=== Section Start ===
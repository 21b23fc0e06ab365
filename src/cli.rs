// Copyright (c) AlphaVelocity.
// All rights reserved.
//
// This source code is licensed under the license found in the
// LICENSE file in the root directory of this source tree.

use clap::{Arg, ArgAction, Command, command};

fn quote_arg() -> Arg {
    Arg::new("quote")
        .required(true)
        .help("Quotation id or number (e.g. MQ-2025-0001)")
}

fn item_arg() -> Arg {
    Arg::new("item")
        .required(true)
        .help("Item id, unique id prefix, or 1-based position")
}

fn json_args() -> [Arg; 2] {
    [
        Arg::new("json")
            .long("json")
            .action(ArgAction::SetTrue)
            .help("Print JSON"),
        Arg::new("jsonl")
            .long("jsonl")
            .action(ArgAction::SetTrue)
            .conflicts_with("json")
            .help("Print one JSON object per line"),
    ]
}

fn item_field_args() -> Vec<Arg> {
    vec![
        Arg::new("category").long("category").help("Grouping, e.g. 'Kitchen Base Units'"),
        Arg::new("name").long("name"),
        Arg::new("description").long("description"),
        Arg::new("quantity").long("quantity").short('q'),
        Arg::new("unit")
            .long("unit")
            .help("Nos | Sq.Ft | R.Ft | Mtr | Set"),
        Arg::new("rate").long("rate").short('r'),
        Arg::new("dims")
            .long("dims")
            .help("Dimensions as LxHxD, e.g. 1200x600x560"),
    ]
}

fn customer_args() -> Vec<Arg> {
    vec![
        Arg::new("customer").long("customer").help("Customer name"),
        Arg::new("email").long("email"),
        Arg::new("phone").long("phone"),
        Arg::new("address").long("address"),
        Arg::new("notes").long("notes"),
        Arg::new("discount").long("discount").help("Flat discount amount"),
        Arg::new("tax_rate").long("tax-rate").help("Tax percentage"),
    ]
}

pub fn build_cli() -> Command {
    command!()
        .arg(
            Arg::new("verbose")
                .short('v')
                .long("verbose")
                .action(ArgAction::Count)
                .global(true)
                .help("More log output (-v info, -vv debug)"),
        )
        .subcommand(Command::new("init").about("Create the local database"))
        .subcommand(
            Command::new("quote")
                .about("Create, list and edit quotations")
                .subcommand(
                    Command::new("new")
                        .about("Start a new draft quotation")
                        .args(customer_args())
                        .arg(Arg::new("date").long("date").help("Issue date YYYY-MM-DD")),
                )
                .subcommand(Command::new("list").about("Dashboard of quotations").args(json_args()))
                .subcommand(
                    Command::new("show")
                        .about("Show one quotation")
                        .arg(quote_arg())
                        .arg(
                            Arg::new("json")
                                .long("json")
                                .action(ArgAction::SetTrue),
                        ),
                )
                .subcommand(
                    Command::new("set")
                        .about("Update customer, terms, status or pricing fields")
                        .arg(quote_arg())
                        .args(customer_args())
                        .arg(Arg::new("status").long("status").help("draft|sent|approved|paid"))
                        .arg(Arg::new("date").long("date").help("Issue date YYYY-MM-DD"))
                        .arg(
                            Arg::new("valid_until")
                                .long("valid-until")
                                .help("Validity date YYYY-MM-DD"),
                        ),
                )
                .subcommand(
                    Command::new("rm")
                        .about("Delete a quotation")
                        .arg(quote_arg()),
                ),
        )
        .subcommand(
            Command::new("item")
                .about("Line items of a quotation")
                .subcommand(
                    Command::new("add")
                        .about("Append a line item")
                        .arg(quote_arg())
                        .args(item_field_args()),
                )
                .subcommand(
                    Command::new("set")
                        .about("Change fields of a line item")
                        .arg(quote_arg())
                        .arg(item_arg())
                        .args(item_field_args())
                        .arg(
                            Arg::new("clear_dims")
                                .long("clear-dims")
                                .action(ArgAction::SetTrue)
                                .conflicts_with("dims"),
                        ),
                )
                .subcommand(
                    Command::new("rm")
                        .about("Remove a line item")
                        .arg(quote_arg())
                        .arg(item_arg()),
                )
                .subcommand(
                    Command::new("list")
                        .about("List line items")
                        .arg(quote_arg())
                        .args(json_args()),
                ),
        )
        .subcommand(
            Command::new("render")
                .about("Render the print-ready document")
                .arg(quote_arg())
                .arg(Arg::new("out").long("out").help("Write to file instead of stdout")),
        )
        .subcommand(
            Command::new("export")
                .about("Export data")
                .subcommand(
                    Command::new("quote")
                        .about("Export one quotation as json or csv")
                        .arg(quote_arg())
                        .arg(Arg::new("format").long("format").required(true))
                        .arg(Arg::new("out").long("out").required(true)),
                )
                .subcommand(
                    Command::new("quotes")
                        .about("Export every quotation as a JSON array")
                        .arg(Arg::new("out").long("out").required(true)),
                ),
        )
        .subcommand(
            Command::new("import")
                .about("Import data")
                .subcommand(
                    Command::new("items")
                        .about("Append line items from CSV")
                        .arg(Arg::new("quote").long("quote").required(true))
                        .arg(Arg::new("path").long("path").required(true)),
                ),
        )
        .subcommand(
            Command::new("ai")
                .about("Generative text helpers")
                .subcommand(
                    Command::new("cover-letter")
                        .about("Draft a cover letter for a quotation")
                        .arg(quote_arg())
                        .arg(Arg::new("out").long("out")),
                )
                .subcommand(
                    Command::new("describe")
                        .about("Write a specification for an item and store it as its description")
                        .arg(quote_arg())
                        .arg(item_arg())
                        .arg(
                            Arg::new("dry_run")
                                .long("dry-run")
                                .action(ArgAction::SetTrue)
                                .help("Print only, do not update the item"),
                        ),
                ),
        )
        .subcommand(
            Command::new("config")
                .about("Settings")
                .subcommand(Command::new("show").about("Show effective settings"))
                .subcommand(
                    Command::new("set")
                        .about("Change a setting")
                        .arg(Arg::new("key").required(true))
                        .arg(Arg::new("value").required(true)),
                ),
        )
        .subcommand(Command::new("doctor").about("Check stored quotations for inconsistencies"))
}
=== Section End ===
AIM OF THE TASK
Please count how many lines in the preceding records hold the word "fields", then give only that number.

TASK ANSWER
2